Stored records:
::::::::

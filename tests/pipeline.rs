//! End-to-end pipeline tests driven purely through the public `EventBus`
//! surface: a radar detection is published the way the Radar Ingestor would
//! publish it, and the test asserts on what the Correlator, Persister, and
//! Query Surface produce from it. No hardware ingestors are involved; the
//! bus boundary is the seam a real radar/weather/camera sensor would cross.

use std::sync::Arc;
use std::time::Duration;

use chrono::Utc;
use tokio_util::sync::CancellationToken;

use trafficwatch::broker::RealtimeBroker;
use trafficwatch::bus::{EventBus, Fields, InMemoryBus};
use trafficwatch::camera::{CameraCounters, CameraRing};
use trafficwatch::config::{self, GROUP_CONSOLIDATOR, GROUP_PERSISTER, STREAM_CONSOLIDATED, STREAM_RADAR};
use trafficwatch::correlator::Correlator;
use trafficwatch::persister::{NoopSecondaryStore, Persister, SqliteStore};
use trafficwatch::query::QuerySurface;
use trafficwatch::radar::RadarCounters;
use trafficwatch::types::{random_hex_id, AlertLevel};
use trafficwatch::weather::WeatherCounters;

fn ensure_config() {
    if !config::is_initialized() {
        config::init(config::Config::for_tests());
    }
}

fn radar_fields(speed_mph: f64) -> Fields {
    let mut f = Fields::new();
    let alert = if speed_mph.abs() >= 26.0 {
        "high"
    } else if speed_mph.abs() >= 2.0 {
        "low"
    } else {
        "noise"
    };
    f.insert("speed".to_string(), speed_mph.to_string());
    f.insert("speed_mps".to_string(), (speed_mph / 2.237).to_string());
    f.insert("magnitude".to_string(), "m".to_string());
    f.insert("unit".to_string(), "mph".to_string());
    f.insert("alert_level".to_string(), alert.to_string());
    f.insert("detection_id".to_string(), random_hex_id());
    f.insert("correlation_id".to_string(), random_hex_id());
    f.insert("_timestamp".to_string(), Utc::now().to_rfc3339());
    f.insert("_raw".to_string(), format!("\"m\",{speed_mph}"));
    f.insert("_source".to_string(), "radar".to_string());
    f.insert("_format".to_string(), "csv".to_string());
    f
}

struct Harness {
    bus: Arc<InMemoryBus>,
    store: Arc<SqliteStore>,
    query: Arc<QuerySurface>,
}

impl Harness {
    fn new() -> Self {
        ensure_config();
        let bus = Arc::new(InMemoryBus::new());
        let store = Arc::new(SqliteStore::open_in_memory().unwrap());
        let broker_bus: Arc<dyn EventBus> = bus.clone();
        let broker = RealtimeBroker::new(broker_bus);
        let query = Arc::new(QuerySurface::new(
            bus.clone(),
            store.clone(),
            Arc::new(RadarCounters::default()),
            Arc::new(WeatherCounters::default()),
            Arc::new(CameraCounters::default()),
            Arc::new(trafficwatch::correlator::CorrelatorCounters::default()),
            Arc::new(trafficwatch::persister::PersisterCounters::default()),
            broker.counters(),
        ));
        Self { bus, store, query }
    }

    fn dyn_bus(&self) -> Arc<dyn EventBus> {
        self.bus.clone()
    }

    /// Runs the Correlator and Persister over whatever is currently queued
    /// on the radar stream, then stops. No background tasks survive this
    /// call — each test drives the pipeline one step at a time.
    async fn drain(&self) {
        let bus = self.dyn_bus();
        let ring = Arc::new(CameraRing::new(10));
        let mut correlator = Correlator::new(bus.clone(), ring);
        correlator
            .run(one_shot_cancel(bus.clone(), STREAM_RADAR, GROUP_CONSOLIDATOR).await)
            .await;

        let persister = Persister::new(bus.clone(), self.store.clone(), Arc::new(NoopSecondaryStore), 90);
        persister
            .run(one_shot_cancel(bus.clone(), STREAM_CONSOLIDATED, GROUP_PERSISTER).await)
            .await;
    }
}

/// A `CancellationToken` that fires as soon as `stream` has nothing left
/// pending for a fresh consumer in `group`. Lets `Correlator::run`/
/// `Persister::run` drive to completion over a fixed batch instead of
/// blocking forever on an idle stream.
async fn one_shot_cancel(bus: Arc<dyn EventBus>, stream: &str, group: &str) -> CancellationToken {
    let cancel = CancellationToken::new();
    let bus = bus.clone();
    let stream = stream.to_string();
    let group = group.to_string();
    let watcher = cancel.clone();
    tokio::spawn(async move {
        // Give the freshly-spawned consumer loop one pass to claim pending
        // entries, then cancel: `consume_group` with a short block returns
        // promptly once the stream is drained.
        tokio::time::sleep(Duration::from_millis(50)).await;
        let _ = bus.ensure_group(&stream, &group).await;
        watcher.cancel();
    });
    cancel
}

#[tokio::test(flavor = "multi_thread", worker_threads = 2)]
async fn radar_detection_flows_through_to_persisted_record() {
    let h = Harness::new();
    h.bus.ensure_group(STREAM_RADAR, GROUP_CONSOLIDATOR).await.unwrap();
    h.bus
        .publish_stream(STREAM_RADAR, radar_fields(30.0))
        .await
        .unwrap();

    h.drain().await;

    let recent = h.query.recent_consolidated(10, None).await.unwrap();
    assert_eq!(recent.len(), 1);
    assert!((recent[0].radar_data.speed_mph - 30.0).abs() < 1e-9);
    assert_eq!(recent[0].radar_data.alert_level, AlertLevel::High);
}

#[tokio::test(flavor = "multi_thread", worker_threads = 2)]
async fn duplicate_detections_within_window_consolidate_once() {
    let h = Harness::new();
    h.bus.ensure_group(STREAM_RADAR, GROUP_CONSOLIDATOR).await.unwrap();
    h.bus.publish_stream(STREAM_RADAR, radar_fields(30.0)).await.unwrap();
    h.bus.publish_stream(STREAM_RADAR, radar_fields(29.0)).await.unwrap();

    h.drain().await;

    let recent = h.query.recent_consolidated(10, None).await.unwrap();
    assert_eq!(recent.len(), 1);
}

#[tokio::test(flavor = "multi_thread", worker_threads = 2)]
async fn high_alert_detection_surfaces_as_a_business_event() {
    let h = Harness::new();
    h.bus.ensure_group(STREAM_RADAR, GROUP_CONSOLIDATOR).await.unwrap();
    h.bus.publish_stream(STREAM_RADAR, radar_fields(40.0)).await.unwrap();

    h.drain().await;

    let events = h.query.recent_business_events(10).await;
    assert_eq!(events.len(), 1);
    assert_eq!(events[0].radar_data.alert_level, AlertLevel::High);
}

#[tokio::test(flavor = "multi_thread", worker_threads = 2)]
async fn low_alert_detection_does_not_surface_as_a_business_event() {
    let h = Harness::new();
    h.bus.ensure_group(STREAM_RADAR, GROUP_CONSOLIDATOR).await.unwrap();
    h.bus.publish_stream(STREAM_RADAR, radar_fields(10.0)).await.unwrap();

    h.drain().await;

    assert!(h.query.recent_business_events(10).await.is_empty());
}

#[tokio::test(flavor = "multi_thread", worker_threads = 2)]
async fn malformed_radar_message_is_dropped_without_breaking_the_pipeline() {
    let h = Harness::new();
    h.bus.ensure_group(STREAM_RADAR, GROUP_CONSOLIDATOR).await.unwrap();

    let mut bad = Fields::new();
    bad.insert("speed".to_string(), "not-a-number".to_string());
    h.bus.publish_stream(STREAM_RADAR, bad).await.unwrap();
    h.bus.publish_stream(STREAM_RADAR, radar_fields(30.0)).await.unwrap();

    h.drain().await;

    let recent = h.query.recent_consolidated(10, None).await.unwrap();
    assert_eq!(recent.len(), 1);
}

#[tokio::test]
async fn broker_relays_a_realtime_event_to_a_connected_subscriber() {
    ensure_config();
    let bus: Arc<dyn EventBus> = Arc::new(InMemoryBus::new());
    let broker = Arc::new(RealtimeBroker::new(bus.clone()));
    let mut sub = broker.subscribe();

    let cancel = CancellationToken::new();
    let run_cancel = cancel.clone();
    let runner = broker.clone();
    let handle = tokio::spawn(async move { runner.run(run_cancel).await });

    tokio::time::sleep(Duration::from_millis(20)).await;
    bus.publish_pubsub(config::CHANNEL_TRAFFIC_EVENTS, "{\"speed\":30}")
        .await
        .unwrap();

    let msg = tokio::time::timeout(Duration::from_secs(1), sub.receiver.recv())
        .await
        .expect("timed out waiting for relayed event")
        .unwrap();
    assert!(matches!(
        msg,
        trafficwatch::broker::BrokerMessage::RealTimeEvent(p) if p.contains("30")
    ));

    cancel.cancel();
    let _ = handle.await;
}

#[tokio::test(flavor = "multi_thread", worker_threads = 2)]
async fn health_snapshot_reflects_pipeline_activity() {
    let h = Harness::new();
    h.bus.ensure_group(STREAM_RADAR, GROUP_CONSOLIDATOR).await.unwrap();
    h.bus.publish_stream(STREAM_RADAR, radar_fields(30.0)).await.unwrap();

    h.drain().await;

    let snapshot = h.query.health();
    assert_eq!(snapshot.status, "healthy");
    assert_eq!(snapshot.persister_messages_processed, 1);
}
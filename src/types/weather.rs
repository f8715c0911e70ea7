//! Weather samples, local (DHT22) or external (airport API).

use chrono::{DateTime, Utc};
use serde::{Deserialize, Serialize};

#[derive(Debug, Clone, Copy, PartialEq, Eq, Serialize, Deserialize)]
#[serde(rename_all = "snake_case")]
pub enum WeatherSource {
    Local,
    External,
}

impl WeatherSource {
    pub fn as_str(&self) -> &'static str {
        match self {
            WeatherSource::Local => "local",
            WeatherSource::External => "external",
        }
    }
}

/// A single validated weather reading. Range-checked before construction:
/// callers never see an out-of-range sample.
#[derive(Debug, Clone, Serialize, Deserialize)]
pub struct WeatherSample {
    pub timestamp: DateTime<Utc>,
    pub temperature_c: f64,
    pub humidity_pct: f64,
    pub source: WeatherSource,
}

impl WeatherSample {
    pub const MIN_TEMP_C: f64 = -40.0;
    pub const MAX_TEMP_C: f64 = 80.0;
    pub const MIN_HUMIDITY_PCT: f64 = 0.0;
    pub const MAX_HUMIDITY_PCT: f64 = 100.0;

    /// Construct a sample, rejecting out-of-range values. This is the only
    /// constructor; every `WeatherSample` in the system has already passed
    /// this check.
    pub fn new(
        timestamp: DateTime<Utc>,
        temperature_c: f64,
        humidity_pct: f64,
        source: WeatherSource,
    ) -> Result<Self, WeatherRangeError> {
        if !(Self::MIN_TEMP_C..=Self::MAX_TEMP_C).contains(&temperature_c) {
            return Err(WeatherRangeError::Temperature(temperature_c));
        }
        if !(Self::MIN_HUMIDITY_PCT..=Self::MAX_HUMIDITY_PCT).contains(&humidity_pct) {
            return Err(WeatherRangeError::Humidity(humidity_pct));
        }
        Ok(Self {
            timestamp,
            temperature_c,
            humidity_pct,
            source,
        })
    }
}

#[derive(Debug, thiserror::Error)]
pub enum WeatherRangeError {
    #[error("temperature {0} C out of range [-40, 80]")]
    Temperature(f64),
    #[error("humidity {0}% out of range [0, 100]")]
    Humidity(f64),
}
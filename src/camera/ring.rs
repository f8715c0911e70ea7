//! Bounded ring of recent camera detections. Single writer (the Camera
//! Ingestor), single reader (the Correlator), sharing a short-held mutex —
//! matches a single-writer / single-reader split.

use std::collections::VecDeque;
use std::sync::Mutex;

use crate::config::CAMERA_RING_CAPACITY;
use crate::types::CameraDetection;

pub struct CameraRing {
    entries: Mutex<VecDeque<CameraDetection>>,
    capacity: usize,
}

impl Default for CameraRing {
    fn default() -> Self {
        Self::new(CAMERA_RING_CAPACITY)
    }
}

impl CameraRing {
    pub fn new(capacity: usize) -> Self {
        Self {
            entries: Mutex::new(VecDeque::with_capacity(capacity)),
            capacity,
        }
    }

    /// Push a new detection, dropping the oldest if at capacity.
    pub fn push(&self, detection: CameraDetection) {
        let mut entries = self.entries.lock().expect("camera ring mutex poisoned");
        if entries.len() >= self.capacity {
            entries.pop_front();
        }
        entries.push_back(detection);
    }

    /// Snapshot the ring, newest-first — the order the correlator walks it
    /// in when looking for the closest match.
    pub fn newest_first(&self) -> Vec<CameraDetection> {
        let entries = self.entries.lock().expect("camera ring mutex poisoned");
        entries.iter().rev().cloned().collect()
    }
}

#[cfg(test)]
mod tests {
    use super::*;
    use chrono::Utc;

    fn detection(id: &str) -> CameraDetection {
        CameraDetection {
            image_id: id.to_string(),
            timestamp: Utc::now(),
            vehicle_count: 1,
            vehicle_types: vec!["car".to_string()],
            primary_confidence: 0.9,
            image_path: format!("/images/{id}.jpg"),
        }
    }

    #[test]
    fn drops_oldest_at_capacity() {
        let ring = CameraRing::new(2);
        ring.push(detection("a"));
        ring.push(detection("b"));
        ring.push(detection("c"));
        let snapshot = ring.newest_first();
        assert_eq!(snapshot.len(), 2);
        assert_eq!(snapshot[0].image_id, "c");
        assert_eq!(snapshot[1].image_id, "b");
    }
}
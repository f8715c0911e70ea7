//! Priority-ordered radar line parser.
//!
//! A total function from a raw line to `Option<ParsedLine>`: every format
//! recognized by the real sensor either parses or the line is logged and
//! dropped. Sign is preserved throughout; `mps` readings are converted to
//! mph by `×2.237` before the caller ever sees them.

use crate::config::MPS_TO_MPH;
use crate::types::SourceFormat;

#[derive(Debug, Clone, PartialEq)]
pub struct ParsedLine {
    pub speed_mph: f64,
    pub magnitude: String,
    pub unit: String,
    pub format: SourceFormat,
}

/// Try each format in priority order. Returns `None` if nothing matches.
pub fn parse_line(line: &str) -> Option<ParsedLine> {
    let trimmed = line.trim();
    if trimmed.is_empty() {
        return None;
    }

    parse_csv(trimmed)
        .or_else(|| parse_json(trimmed))
        .or_else(|| parse_bare_number(trimmed))
        .or_else(|| parse_space_separated(trimmed))
        .or_else(|| parse_comma_separated(trimmed))
}

/// `"<mag>",<speed>` — quoted magnitude, comma, bare numeric speed (mph).
fn parse_csv(line: &str) -> Option<ParsedLine> {
    if !line.starts_with('"') {
        return None;
    }
    let rest = &line[1..];
    let end_quote = rest.find('"')?;
    let magnitude = rest[..end_quote].to_string();
    let after_quote = rest[end_quote + 1..].trim_start();
    let after_comma = after_quote.strip_prefix(',')?.trim();
    let speed_mph: f64 = after_comma.parse().ok()?;

    Some(ParsedLine {
        speed_mph,
        magnitude,
        unit: "mph".to_string(),
        format: SourceFormat::Csv,
    })
}

/// JSON object carrying `speed`, optional `unit` (default mph), optional
/// `magnitude`.
fn parse_json(line: &str) -> Option<ParsedLine> {
    if !line.starts_with('{') {
        return None;
    }
    let value: serde_json::Value = serde_json::from_str(line).ok()?;
    let obj = value.as_object()?;
    let raw_speed = obj.get("speed")?.as_f64()?;
    let unit = obj
        .get("unit")
        .and_then(|v| v.as_str())
        .unwrap_or("mph")
        .to_string();
    let magnitude = obj
        .get("magnitude")
        .map(|v| match v {
            serde_json::Value::String(s) => s.clone(),
            other => other.to_string(),
        })
        .unwrap_or_default();

    let speed_mph = if unit.eq_ignore_ascii_case("mps") {
        raw_speed * MPS_TO_MPH
    } else {
        raw_speed
    };

    Some(ParsedLine {
        speed_mph,
        magnitude,
        unit,
        format: SourceFormat::Json,
    })
}

/// A bare float, e.g. `12.3`. Must be the whole line (no separators) or
/// the space/comma formats below would have matched instead.
fn parse_bare_number(line: &str) -> Option<ParsedLine> {
    if line.contains([' ', ',']) {
        return None;
    }
    let speed_mph: f64 = line.parse().ok()?;
    Some(ParsedLine {
        speed_mph,
        magnitude: String::new(),
        unit: "mph".to_string(),
        format: SourceFormat::Bare,
    })
}

/// `<speed> <unit>`, e.g. `12.3 mph` or `-8.0 mps`.
fn parse_space_separated(line: &str) -> Option<ParsedLine> {
    let mut parts = line.split_whitespace();
    let speed_part = parts.next()?;
    let unit_part = parts.next()?;
    if parts.next().is_some() {
        return None;
    }
    let raw_speed: f64 = speed_part.parse().ok()?;
    let unit = unit_part.to_lowercase();
    let speed_mph = if unit == "mps" {
        raw_speed * MPS_TO_MPH
    } else if unit == "mph" {
        raw_speed
    } else {
        return None;
    };

    Some(ParsedLine {
        speed_mph,
        magnitude: String::new(),
        unit,
        format: SourceFormat::SpaceSeparated,
    })
}

/// `<mag>,<speed>`, e.g. `m,12.3` — unquoted magnitude.
fn parse_comma_separated(line: &str) -> Option<ParsedLine> {
    let (magnitude, speed_part) = line.split_once(',')?;
    if magnitude.is_empty() || magnitude.contains(' ') {
        return None;
    }
    let speed_mph: f64 = speed_part.trim().parse().ok()?;
    Some(ParsedLine {
        speed_mph,
        magnitude: magnitude.to_string(),
        unit: "mph".to_string(),
        format: SourceFormat::CommaSeparated,
    })
}

#[cfg(test)]
mod tests {
    use super::*;

    #[test]
    fn parses_csv_format() {
        let p = parse_line(r#""m",12.3"#).unwrap();
        assert_eq!(p.format, SourceFormat::Csv);
        assert_eq!(p.magnitude, "m");
        assert!((p.speed_mph - 12.3).abs() < 1e-9);
    }

    #[test]
    fn parses_csv_with_negative_speed() {
        let p = parse_line(r#""m",-15.0"#).unwrap();
        assert!((p.speed_mph - -15.0).abs() < 1e-9);
    }

    #[test]
    fn parses_json_mps_conversion() {
        let p = parse_line(r#"{"speed": 10.0, "unit": "mps", "magnitude": "l"}"#).unwrap();
        assert_eq!(p.format, SourceFormat::Json);
        assert!((p.speed_mph - 22.37).abs() < 1e-6);
    }

    #[test]
    fn parses_json_default_unit_mph() {
        let p = parse_line(r#"{"speed": 12.3}"#).unwrap();
        assert!((p.speed_mph - 12.3).abs() < 1e-9);
    }

    #[test]
    fn parses_bare_number() {
        let p = parse_line("12.3").unwrap();
        assert_eq!(p.format, SourceFormat::Bare);
    }

    #[test]
    fn parses_space_separated_mph() {
        let p = parse_line("12.3 mph").unwrap();
        assert_eq!(p.format, SourceFormat::SpaceSeparated);
        assert!((p.speed_mph - 12.3).abs() < 1e-9);
    }

    #[test]
    fn parses_space_separated_mps() {
        let p = parse_line("10.0 mps").unwrap();
        assert!((p.speed_mph - 22.37).abs() < 1e-6);
    }

    #[test]
    fn parses_comma_separated() {
        let p = parse_line("m,12.3").unwrap();
        assert_eq!(p.format, SourceFormat::CommaSeparated);
        assert_eq!(p.magnitude, "m");
    }

    #[test]
    fn rejects_garbage() {
        assert!(parse_line("not a reading").is_none());
        assert!(parse_line("").is_none());
    }

    #[test]
    fn priority_prefers_csv_over_comma_separated() {
        // Quoted form must be tried first even though the unquoted parser
        // would also eventually fail on the leading quote.
        let p = parse_line(r#""mag",5.0"#).unwrap();
        assert_eq!(p.format, SourceFormat::Csv);
    }
}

::::::::

Brief:
Some lines of the records may hold the word "expect". How many do? Answer with a number and nothing else.

Written response:
3